В: Юра, в этот раз ты впервые так относительно надолго задержался в Москве, отложив все свои срочные дела, – и на это у нас с тобой были довольно веские причины.
Вчера ты впервые участвовал в съемках программы «Ангажемент» на телеканале «Столица плюс», которая в этот раз была полностью посвящена артисту петербургского Литературного театра «Классика» Юрию Решетникову. Событие для нас с тобой радостное, но вместе с тем и очень ответственное, поскольку передача шла в прямом эфире, что требовало от актера серьезной работы, максимальной собранности – ведь каждое сказанное тобой слово ни подкорректировать, ни переписать заново будет нельзя. Поэтому это, конечно, намного сложнее… Вот как ты себя чувствовал перед записью, когда не было точного плана работы, а всего лишь примерный набросок вопросов, что могла задать тебе ведущая, когда не было предпрограммной репетиции? Сплошной экспромт… Мы и с Людмилой Михайловной Акулининой – режиссером и ведущей этой программы – впервые встретились буквально минут за 15 до эфира.
Ю: Честно говоря, все оказалось проще, чем я думал.
В: Ну, да – это потом ты это понял, когда закончился эфир. А вначале?
Ю: Перед съемкой ОЧЕНЬ нервничал, очень.
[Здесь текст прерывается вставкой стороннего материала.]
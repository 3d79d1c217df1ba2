//! R console process bootstrap and stdin glue.

use std::process::Stdio;

use anyhow::{anyhow, Context, Result};
use async_trait::async_trait;
use owo_colors::OwoColorize;
use tokio::{
    io::AsyncWriteExt,
    process::{ChildStdin, Command},
};

use super::{CloseSignal, Terminal, TerminalFactory};
use crate::config::Config;

/// Spawns `R` with piped stdin; output goes straight to our terminal.
#[derive(Debug, Clone)]
pub struct RTerminalFactory {
    program: String,
    args: Vec<String>,
}

impl RTerminalFactory {
    pub fn new(program: impl Into<String>, args: Vec<String>) -> Self {
        Self { program: program.into(), args }
    }

    pub fn from_config(cfg: &Config) -> Self {
        Self::new(cfg.r_term(), cfg.r_term_args())
    }
}

#[async_trait]
impl TerminalFactory for RTerminalFactory {
    async fn spawn(&self, closed: CloseSignal) -> Result<Box<dyn Terminal>> {
        let mut child = Command::new(&self.program)
            .args(&self.args)
            .stdin(Stdio::piped())
            .stdout(Stdio::inherit())
            .stderr(Stdio::inherit())
            .kill_on_drop(true)
            .spawn()
            .with_context(|| format!("failed to start R console `{}`", self.program))?;
        let stdin = child
            .stdin
            .take()
            .ok_or_else(|| anyhow!("no stdin"))?;

        let generation = closed.generation();
        tokio::spawn(async move {
            match child.wait().await {
                Ok(status) => tracing::info!(%status, generation, "R console exited"),
                Err(e) => tracing::warn!(error = %e, generation, "lost track of R console"),
            }
            closed.fire().await;
        });

        Ok(Box::new(RTerminal { stdin, shown: false }))
    }
}

pub struct RTerminal {
    stdin: ChildStdin,
    shown: bool,
}

#[async_trait]
impl Terminal for RTerminal {
    async fn send_text(&mut self, text: &str) -> Result<()> {
        self.stdin.write_all(text.as_bytes()).await?;
        if !text.ends_with('\n') {
            self.stdin.write_all(b"\n").await?;
        }
        self.stdin.flush().await?;
        Ok(())
    }

    fn show(&mut self) {
        if !self.shown {
            eprintln!("{}", "── R console ──".dimmed());
            self.shown = true;
        }
    }
}
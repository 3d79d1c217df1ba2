//! Printers: status lines on stderr and markdown tables (termimad) on stdout.

use std::io;

use is_terminal::IsTerminal;
use owo_colors::OwoColorize;
use termimad::MadSkin;

#[derive(Debug, Clone, Copy, PartialEq, Eq)]
pub enum Tone {
    Info,
    Warning,
    Error,
}

impl Tone {
    fn label(self) -> &'static str {
        match self {
            Tone::Info => "info",
            Tone::Warning => "warning",
            Tone::Error => "error",
        }
    }
}

/// Prints one status message per line, prefixed by its tone.
pub struct StatusPrinter {
    tone: Tone,
    color: bool,
}

impl StatusPrinter {
    pub fn new(tone: Tone) -> Self {
        Self { tone, color: io::stderr().is_terminal() }
    }

    pub fn print(&self, message: &str) {
        eprintln!("{}", self.format(message));
    }

    fn format(&self, message: &str) -> String {
        let label = self.tone.label();
        if !self.color {
            return format!("{label}: {message}");
        }
        let label = match self.tone {
            Tone::Info => label.cyan().to_string(),
            Tone::Warning => label.yellow().bold().to_string(),
            Tone::Error => label.red().bold().to_string(),
        };
        format!("{label}: {message}")
    }
}

#[derive(Default)]
pub struct MarkdownPrinter {
    skin: MadSkin,
}

impl MarkdownPrinter {
    pub fn print(&self, text: &str) {
        self.skin.print_text(text);
        println!();
    }
}

/// Render unquoted CSV (as written by `write.csv(quote = FALSE)`) as a markdown table.
///
/// The first line is the header. At most `max_rows` data rows are kept; a
/// trailing note says how many were left out.
pub fn csv_to_markdown(csv: &str, max_rows: usize) -> String {
    let mut lines = csv.lines().filter(|l| !l.is_empty());
    let Some(header) = lines.next() else {
        return "*(empty)*\n".to_string();
    };
    let columns: Vec<&str> = header.split(',').collect();

    let mut md = String::new();
    push_row(&mut md, &columns);
    md.push('|');
    for _ in &columns {
        md.push_str(":-|");
    }
    md.push('\n');

    let mut omitted = 0usize;
    for (i, line) in lines.enumerate() {
        if i >= max_rows {
            omitted += 1;
            continue;
        }
        push_row(&mut md, &line.split(',').collect::<Vec<_>>());
    }
    if omitted > 0 {
        md.push_str(&format!("\n*{omitted} more rows not shown*\n"));
    }
    md
}

fn push_row(md: &mut String, cells: &[&str]) {
    md.push('|');
    for cell in cells {
        md.push_str(&cell.replace('|', "\\|"));
        md.push('|');
    }
    md.push('\n');
}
Когда она началась – нервничал ровно до первого показа, а именно, когда пошел отрывок из нашего спектакля «Русский сатирикон». А потом как-то успокоился, и оно пошло…
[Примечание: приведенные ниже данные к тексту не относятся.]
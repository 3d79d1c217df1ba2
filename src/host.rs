//! The editor side of the bridge: user messages, opening files, the data viewer.

use std::path::Path;

use anyhow::{bail, Context, Result};
use async_trait::async_trait;
use tokio::process::Command;

use crate::{
    config::Config,
    document::Document,
    printer::{csv_to_markdown, MarkdownPrinter, StatusPrinter, Tone},
};

#[async_trait]
pub trait Host: Send + Sync {
    fn show_info(&self, message: &str);
    fn show_warning(&self, message: &str);
    fn show_error(&self, message: &str);

    async fn open_document(&self, path: &Path) -> Result<Document>;

    /// Hand an opened document to the data viewer. Resolves when the viewer is done with it.
    async fn preview(&self, document: &Document) -> Result<()>;
}

/// Host for a plain terminal: messages on stderr, tables on stdout.
pub struct TerminalHost {
    viewer: Option<String>,
    max_rows: usize,
}

impl TerminalHost {
    pub fn new(viewer: Option<String>, max_rows: usize) -> Self {
        Self { viewer, max_rows }
    }

    pub fn from_config(cfg: &Config) -> Self {
        Self::new(
            cfg.get_non_empty("CSV_VIEWER"),
            cfg.get_usize("PREVIEW_MAX_ROWS").unwrap_or(100),
        )
    }
}

#[async_trait]
impl Host for TerminalHost {
    fn show_info(&self, message: &str) {
        tracing::info!("{message}");
        StatusPrinter::new(Tone::Info).print(message);
    }

    fn show_warning(&self, message: &str) {
        tracing::warn!("{message}");
        StatusPrinter::new(Tone::Warning).print(message);
    }

    fn show_error(&self, message: &str) {
        tracing::error!("{message}");
        StatusPrinter::new(Tone::Error).print(message);
    }

    async fn open_document(&self, path: &Path) -> Result<Document> {
        let text = tokio::fs::read_to_string(path).await?;
        let mut doc = Document::from_text(&text);
        doc.path = Some(path.to_path_buf());
        Ok(doc)
    }

    async fn preview(&self, document: &Document) -> Result<()> {
        let (Some(spec), Some(path)) = (&self.viewer, &document.path) else {
            let table = csv_to_markdown(&document.text(), self.max_rows);
            MarkdownPrinter::default().print(&table);
            return Ok(());
        };
        let Some((program, args)) = viewer_command(spec) else {
            bail!("CSV_VIEWER is blank");
        };
        tracing::debug!(%program, ?args, file = %path.display(), "opening viewer");
        let status = Command::new(&program)
            .args(&args)
            .arg(path)
            .status()
            .await
            .with_context(|| format!("failed to run viewer `{program}`"))?;
        if !status.success() {
            bail!("viewer `{spec}` exited with {status}");
        }
        Ok(())
    }
}

/// Split a `CSV_VIEWER` value into a program and its leading arguments.
/// The file path is passed as one more argument; no shell is involved.
pub fn viewer_command(spec: &str) -> Option<(String, Vec<String>)> {
    let mut words = spec.split_whitespace().map(str::to_string);
    let program = words.next()?;
    Some((program, words.collect()))
}
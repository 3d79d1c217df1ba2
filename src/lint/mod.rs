//! lintr runner and installer, driven through `Rscript`.

use std::{path::Path, sync::OnceLock, time::Duration};

use anyhow::{anyhow, bail, Context, Result};
use regex::Regex;
use serde::Serialize;
use tokio::{process::Command, time::timeout};

use crate::{config::Config, utils::quote_path};

pub const LINTR_REPOS: &str = "https://cloud.r-project.org";

#[derive(Debug, Clone, PartialEq, Eq, Serialize)]
#[serde(rename_all = "lowercase")]
pub enum Severity {
    Style,
    Warning,
    Error,
}

#[derive(Debug, Clone, PartialEq, Eq, Serialize)]
pub struct Diagnostic {
    pub file: String,
    pub line: u32,
    pub column: u32,
    pub severity: Severity,
    pub message: String,
}

impl std::fmt::Display for Diagnostic {
    fn fmt(&self, f: &mut std::fmt::Formatter<'_>) -> std::fmt::Result {
        let sev = match self.severity {
            Severity::Style => "style",
            Severity::Warning => "warning",
            Severity::Error => "error",
        };
        write!(f, "{}:{}:{}: {}: {}", self.file, self.line, self.column, sev, self.message)
    }
}

#[derive(Debug, Clone)]
pub struct Linter {
    rscript: String,
    timeout: Duration,
}

impl Linter {
    pub fn new(rscript: impl Into<String>, timeout: Duration) -> Self {
        Self { rscript: rscript.into(), timeout }
    }

    pub fn from_config(cfg: &Config) -> Self {
        let secs = cfg.get_usize("LINT_TIMEOUT").unwrap_or(60) as u64;
        Self::new(cfg.rscript(), Duration::from_secs(secs))
    }

    /// Lint one file and return what lintr reported.
    pub async fn lint(&self, path: &Path) -> Result<Vec<Diagnostic>> {
        let expr = format!("print(lintr::lint({}))", quote_path(path));
        let stdout = self.rscript_eval(&expr).await?;
        Ok(parse_lint_output(&stdout))
    }

    pub async fn install(&self) -> Result<()> {
        let expr = format!(
            "install.packages(\"lintr\", repos = \"{LINTR_REPOS}\")"
        );
        self.rscript_eval(&expr).await?;
        Ok(())
    }

    async fn rscript_eval(&self, expr: &str) -> Result<String> {
        tracing::debug!(rscript = %self.rscript, %expr, "evaluating");
        let fut = Command::new(&self.rscript)
            .arg("-e")
            .arg(expr)
            .kill_on_drop(true)
            .output();
        let output = timeout(self.timeout, fut)
            .await
            .map_err(|_| anyhow!("`{}` timed out after {:?}", self.rscript, self.timeout))?
            .with_context(|| format!("failed to run `{}`", self.rscript))?;
        if !output.status.success() {
            bail!(
                "`{}` exited with {}: {}",
                self.rscript,
                output.status,
                String::from_utf8_lossy(&output.stderr).trim()
            );
        }
        Ok(String::from_utf8_lossy(&output.stdout).into_owned())
    }
}

fn diagnostic_re() -> &'static Regex {
    static RE: OnceLock<Regex> = OnceLock::new();
    RE.get_or_init(|| {
        Regex::new(concat!(
            r"^(?P<file>.+?):(?P<line>\d+):(?P<col>\d+): ",
            r"(?P<sev>style|warning|error): (?P<msg>.*)$",
        ))
        .expect("diagnostic pattern is valid")
    })
}

/// Pick the `file:line:col: severity: message` lines out of lintr's printout,
/// skipping the echoed source and caret lines.
pub fn parse_lint_output(text: &str) -> Vec<Diagnostic> {
    text.lines()
        .filter_map(|line| {
            let caps = diagnostic_re().captures(line.trim_end())?;
            let severity = match &caps["sev"] {
                "style" => Severity::Style,
                "warning" => Severity::Warning,
                _ => Severity::Error,
            };
            Some(Diagnostic {
                file: caps["file"].to_string(),
                line: caps["line"].parse().ok()?,
                column: caps["col"].parse().ok()?,
                severity,
                message: caps["msg"].to_string(),
            })
        })
        .collect()
}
В: Что дало к этому толчок?
Ю: Была пауза, за которую я смог просто элементарно собраться и успокоиться. Первые наброски, первые разговоры… я понял – что, как. Манера поведения, манера общения… Вот эта маленькая люфт-пауза, когда можно было просто все понять… и все, я успокоился.
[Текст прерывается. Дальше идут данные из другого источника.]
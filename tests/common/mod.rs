//! Test doubles: a recording host and a fake R console that acts on `write.csv(...)`.

#![allow(dead_code)]

use std::{
    io::Write,
    path::{Path, PathBuf},
    sync::{Arc, Mutex},
    time::Duration,
};

use anyhow::{bail, Result};
use async_trait::async_trait;
use rbridge::{
    config::Config,
    document::Document,
    extension::Extension,
    host::Host,
    poll::PollPolicy,
    preview::Previewer,
    process::{CloseSignal, Session, Terminal, TerminalFactory},
    scratch::DotDirScratch,
};

#[derive(Debug, Clone, Copy, PartialEq, Eq)]
pub enum Level {
    Info,
    Warning,
    Error,
}

#[derive(Default)]
pub struct MockHost {
    pub messages: Mutex<Vec<(Level, String)>>,
    pub previewed: Mutex<Vec<String>>,
    pub fail_preview: bool,
    /// Lines the watched console had received when each message arrived.
    pub sent_at_message: Mutex<Vec<usize>>,
    watched: Option<Arc<Mutex<Vec<String>>>>,
}

impl MockHost {
    pub fn failing() -> Self {
        Self { fail_preview: true, ..Self::default() }
    }

    pub fn watching(r: &FakeR) -> Self {
        Self { watched: Some(r.sent.clone()), ..Self::default() }
    }

    fn record(&self, level: Level, message: &str) {
        if let Some(sent) = &self.watched {
            let count = sent.lock().unwrap().len();
            self.sent_at_message.lock().unwrap().push(count);
        }
        self.messages.lock().unwrap().push((level, message.to_string()));
    }

    pub fn messages(&self) -> Vec<(Level, String)> {
        self.messages.lock().unwrap().clone()
    }

    pub fn levels(&self) -> Vec<Level> {
        self.messages().into_iter().map(|(l, _)| l).collect()
    }

    pub fn previewed(&self) -> Vec<String> {
        self.previewed.lock().unwrap().clone()
    }
}

#[async_trait]
impl Host for MockHost {
    fn show_info(&self, message: &str) {
        self.record(Level::Info, message);
    }

    fn show_warning(&self, message: &str) {
        self.record(Level::Warning, message);
    }

    fn show_error(&self, message: &str) {
        self.record(Level::Error, message);
    }

    async fn open_document(&self, path: &Path) -> Result<Document> {
        let text = tokio::fs::read_to_string(path).await?;
        let mut doc = Document::from_text(&text);
        doc.path = Some(path.to_path_buf());
        Ok(doc)
    }

    async fn preview(&self, document: &Document) -> Result<()> {
        if self.fail_preview {
            bail!("viewer crashed");
        }
        self.previewed.lock().unwrap().push(document.text());
        Ok(())
    }
}

/// What the fake R does when asked to `write.csv`.
#[derive(Debug, Clone)]
pub enum Export {
    /// Write the whole file at once.
    Write(String),
    /// Never write anything.
    Ignore,
    /// Append `chunk` bytes `times` times, `every` apart.
    Grow { chunk: usize, times: usize, every: Duration },
}

#[derive(Clone)]
pub struct FakeR {
    pub export: Export,
    pub sent: Arc<Mutex<Vec<String>>>,
    pub shown: Arc<Mutex<usize>>,
    pub spawned: Arc<Mutex<Vec<CloseSignal>>>,
}

impl FakeR {
    pub fn new(export: Export) -> Self {
        Self {
            export,
            sent: Arc::default(),
            shown: Arc::default(),
            spawned: Arc::default(),
        }
    }

    pub fn sent(&self) -> Vec<String> {
        self.sent.lock().unwrap().clone()
    }

    pub fn spawn_count(&self) -> usize {
        self.spawned.lock().unwrap().len()
    }

    pub fn shown(&self) -> usize {
        *self.shown.lock().unwrap()
    }
}

struct FakeTerminal {
    r: FakeR,
}

/// Pull the destination out of `write.csv(x, file = "...", ...)`.
fn export_target(line: &str) -> Option<PathBuf> {
    let start = line.find("file = \"")? + "file = \"".len();
    let end = line[start..].find("\", row.names")? + start;
    Some(PathBuf::from(line[start..end].replace("\\\\", "\\")))
}

#[async_trait]
impl Terminal for FakeTerminal {
    async fn send_text(&mut self, text: &str) -> Result<()> {
        self.r.sent.lock().unwrap().push(text.to_string());
        let target = text.starts_with("write.csv(").then(|| export_target(text)).flatten();
        let Some(target) = target else {
            return Ok(());
        };
        match self.r.export.clone() {
            Export::Write(content) => std::fs::write(&target, content)?,
            Export::Ignore => {}
            Export::Grow { chunk, times, every } => {
                // Created once; later appends fail (and stop) once the file is deleted.
                std::fs::write(&target, vec![b'x'; chunk])?;
                tokio::spawn(async move {
                    for _ in 1..times {
                        tokio::time::sleep(every).await;
                        let appended = std::fs::OpenOptions::new()
                            .append(true)
                            .open(&target)
                            .and_then(|mut f| f.write_all(&vec![b'x'; chunk]));
                        if appended.is_err() {
                            return;
                        }
                    }
                });
            }
        }
        Ok(())
    }

    fn show(&mut self) {
        *self.r.shown.lock().unwrap() += 1;
    }
}

#[async_trait]
impl TerminalFactory for FakeR {
    async fn spawn(&self, closed: CloseSignal) -> Result<Box<dyn Terminal>> {
        self.spawned.lock().unwrap().push(closed);
        Ok(Box::new(FakeTerminal { r: self.clone() }))
    }
}

pub fn session(r: &FakeR) -> Session {
    Session::new(Arc::new(r.clone()))
}

pub fn previewer(policy: PollPolicy) -> Previewer {
    Previewer::new(Arc::new(DotDirScratch), policy)
}

/// An extension over the fake R and mock host. Linting is off unless `pairs` turns it on.
pub fn extension(
    r: &FakeR,
    host: Arc<MockHost>,
    workspace: &Path,
    pairs: &[(&str, &str)],
) -> Extension {
    let mut all = vec![("LINT_ON_SAVE", "false")];
    all.extend_from_slice(pairs);
    let config = Config::from_pairs(all);
    Extension::new(
        config,
        session(r),
        host,
        previewer(PollPolicy::default()),
        workspace.to_path_buf(),
    )
}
В: Знаешь, вот со стороны это смотрелось, конечно, непросто, поскольку мы с Ириной очень переживали за тебя. Буквально за несколько минут до эфира, уже сидя перед камерой, ты еще пытался рассказывать какие-то анекдоты, что, в общем-то, было несколько странно. Но я прекрасно понимала твое состояние…
Но вот пошел эфир, и перед нами в одну секунду предстал совсем другой человек: в меру серьезный, в меру улыбающийся и прекрасно контролирующий себя перед камерой. Это было удивительно.
Ты начинаешь работать. Вот как тебе было перед камерой? Очень сложно?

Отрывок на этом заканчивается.